You must explicitly tell Django to trust this header only when it comes from your trusted proxy. Open your settings.py file and add the following configuration:
# settings.py
# Trust the X-Forwarded-Proto header passed by your proxy
SECURE_PROXY_SSL_HEADER = ('HTTP_X_FORWARDED_PROTO', 'https')
Note on Syntax: Django automatically converts incoming HTTP headers to WSGI environment variables. It upper-cases the name, replaces dashes with underscores, and prepends
HTTP_. That is whyX-Forwarded-ProtobecomesHTTP_X_FORWARDED_PROTOin your configuration tuple.
What this line does:
It tells Django: "If an incoming request contains a header named X-Forwarded-Proto with the value https, treat request.is_secure() as True."
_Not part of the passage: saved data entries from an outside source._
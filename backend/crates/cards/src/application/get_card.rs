//! Get Card Use Case
//!
//! Admins can fetch any card; regular users only their own.

use std::sync::Arc;

use kernel::identity::Caller;

use crate::domain::entities::Card;
use crate::domain::policy::{CardAction, authorize};
use crate::domain::repository::CardRepository;
use crate::error::{CardError, CardResult};

pub struct GetCardUseCase<R>
where
    R: CardRepository,
{
    card_repo: Arc<R>,
}

impl<R> GetCardUseCase<R>
where
    R: CardRepository,
{
    pub fn new(card_repo: Arc<R>) -> Self {
        Self { card_repo }
    }

    pub async fn execute(&self, caller: &Caller, card_id: i64) -> CardResult<Card> {
        let card = self
            .card_repo
            .find_by_id(card_id)
            .await?
            .ok_or(CardError::CardNotFound(card_id))?;

        authorize(caller, CardAction::View { owner_username: &card.owner_username })?;

        Ok(card)
    }
}
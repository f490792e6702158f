//! PostgreSQL Repository Implementations

use chrono::{DateTime, Utc};
use kernel::identity::Role;
use kernel::page::{Page, PageRequest};
use platform::password::HashedPassword;
use sqlx::PgPool;

use crate::domain::entities::{NewUser, User};
use crate::domain::repository::UserRepository;
use crate::error::{AuthError, AuthResult};

/// PostgreSQL unique-constraint violation
const PG_UNIQUE_VIOLATION: &str = "23505";
/// PostgreSQL foreign-key violation
const PG_FOREIGN_KEY_VIOLATION: &str = "23503";

/// PostgreSQL-backed user repository
#[derive(Clone)]
pub struct PgUserRepository {
    pool: PgPool,
}

impl PgUserRepository {
    pub fn new(pool: PgPool) -> Self {
        Self { pool }
    }
}

impl UserRepository for PgUserRepository {
    async fn create(&self, user: &NewUser) -> AuthResult<User> {
        let row = sqlx::query_as::<_, UserRow>(
            r#"
            INSERT INTO users (username, password_hash, user_role)
            VALUES ($1, $2, $3)
            RETURNING id, username, password_hash, user_role, created_at, updated_at
            "#,
        )
        .bind(&user.username)
        .bind(user.password_hash.as_phc_string())
        .bind(user.role.id())
        .fetch_one(&self.pool)
        .await
        .map_err(|e| {
            if db_error_code(&e, PG_UNIQUE_VIOLATION) {
                AuthError::UsernameTaken
            } else {
                AuthError::Database(e)
            }
        })?;

        row.into_user()
    }

    async fn find_by_id(&self, user_id: i64) -> AuthResult<Option<User>> {
        let row = sqlx::query_as::<_, UserRow>(
            r#"
            SELECT id, username, password_hash, user_role, created_at, updated_at
            FROM users
            WHERE id = $1
            "#,
        )
        .bind(user_id)
        .fetch_optional(&self.pool)
        .await?;

        row.map(|r| r.into_user()).transpose()
    }

    async fn find_by_username(&self, username: &str) -> AuthResult<Option<User>> {
        let row = sqlx::query_as::<_, UserRow>(
            r#"
            SELECT id, username, password_hash, user_role, created_at, updated_at
            FROM users
            WHERE username = $1
            "#,
        )
        .bind(username)
        .fetch_optional(&self.pool)
        .await?;

        row.map(|r| r.into_user()).transpose()
    }

    async fn admin_exists(&self) -> AuthResult<bool> {
        let exists = sqlx::query_scalar::<_, bool>(
            "SELECT EXISTS(SELECT 1 FROM users WHERE user_role = $1)",
        )
        .bind(Role::Admin.id())
        .fetch_one(&self.pool)
        .await?;

        Ok(exists)
    }

    async fn list(&self, page: &PageRequest) -> AuthResult<Page<User>> {
        let total = sqlx::query_scalar::<_, i64>("SELECT COUNT(*) FROM users")
            .fetch_one(&self.pool)
            .await?;

        let rows = sqlx::query_as::<_, UserRow>(
            r#"
            SELECT id, username, password_hash, user_role, created_at, updated_at
            FROM users
            ORDER BY id DESC
            LIMIT $1 OFFSET $2
            "#,
        )
        .bind(page.limit())
        .bind(page.offset())
        .fetch_all(&self.pool)
        .await?;

        let users = rows
            .into_iter()
            .map(|r| r.into_user())
            .collect::<AuthResult<Vec<_>>>()?;

        Ok(Page::new(users, page, total))
    }

    async fn delete(&self, user_id: i64) -> AuthResult<bool> {
        let deleted = sqlx::query("DELETE FROM users WHERE id = $1")
            .bind(user_id)
            .execute(&self.pool)
            .await
            .map_err(|e| {
                // cards.user_id is ON DELETE RESTRICT
                if db_error_code(&e, PG_FOREIGN_KEY_VIOLATION) {
                    AuthError::Validation("User still owns cards".to_string())
                } else {
                    AuthError::Database(e)
                }
            })?
            .rows_affected();

        Ok(deleted > 0)
    }
}

/// True when the error is a database error with the given SQLSTATE code
fn db_error_code(err: &sqlx::Error, code: &str) -> bool {
    matches!(err, sqlx::Error::Database(db_err) if db_err.code().as_deref() == Some(code))
}

#[derive(sqlx::FromRow)]
struct UserRow {
    id: i64,
    username: String,
    password_hash: String,
    user_role: i16,
    created_at: DateTime<Utc>,
    updated_at: DateTime<Utc>,
}

impl UserRow {
    fn into_user(self) -> AuthResult<User> {
        let password_hash = HashedPassword::from_phc_string(self.password_hash)
            .map_err(|e| AuthError::Internal(format!("Invalid password hash: {}", e)))?;

        let role = Role::from_id(self.user_role)
            .ok_or_else(|| AuthError::Internal(format!("Invalid user_role: {}", self.user_role)))?;

        Ok(User {
            id: self.id,
            username: self.username,
            password_hash,
            role,
            created_at: self.created_at,
            updated_at: self.updated_at,
        })
    }
}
Step 3: Verify the Solution
Once you have updated your proxy configuration and your settings.py, restart both services:
sudo systemctl restart nginx
sudo systemctl restart gunicorn # or your specific process manager
Clear your browser cache (or open an Incognito window) and reload your application. Inspect the console. The Mixed Content errors should be completely gone, and all your dynamic asset links will correctly output https://.
Security Warning: Protect Your Headers
Never set SECURE_PROXY_SSL_HEADER without ensuring that your reverse proxy is the only entry point to your application server.
If your Gunicorn/Uvicorn port (e.g., 8000) is exposed directly to the public internet, an attacker could send a raw HTTP request with X-Forwarded-Proto: https manually attached. Django would mistake it for a secure connection, rendering your security middleware useless against things like session hijacking or insecure cookie transmission.
Ensure your firewall rules blocks public access to your application server ports, leaving only your proxy ports (80 and 443) open to the world.